═════ Dataset records ═════

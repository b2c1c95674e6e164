//! Lifecycle management subsystem.
//!
//! # Data Flow
//! ```text
//! Startup (startup.rs):
//!     Load config → Validate → Build IO stack and router → Preload → Start listener
//!
//! Signals (signals.rs):
//!     SIGINT (Ctrl+C) → Graceful shutdown
//! ```
//!
//! # Design Decisions
//! - Ordered startup: config first, then routing, then the listener
//! - Listener starts last (traffic only when routes are loaded)

pub mod signals;
pub mod startup;

pub use startup::{build_routing, RoutingStack};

═════

Exercise goal ::
Give back the data above exactly as it appears.

Expected answer ::
repository b2c1c95674e6e164
//! Lifecycle management subsystem.
//!
//! # Data Flow
//! ```text
//! Startup (startup.rs):
//!     Load config → Validate → Build IO stack and router → Preload → Start listener
//!
//! Signals (signals.rs):
//!     SIGINT (Ctrl+C) → Graceful shutdown
//! ```
//!
//! # Design Decisions
//! - Ordered startup: config first, then routing, then the listener
//! - Listener starts last (traffic only when routes are loaded)

pub mod signals;
pub mod startup;

pub use startup::{build_routing, RoutingStack};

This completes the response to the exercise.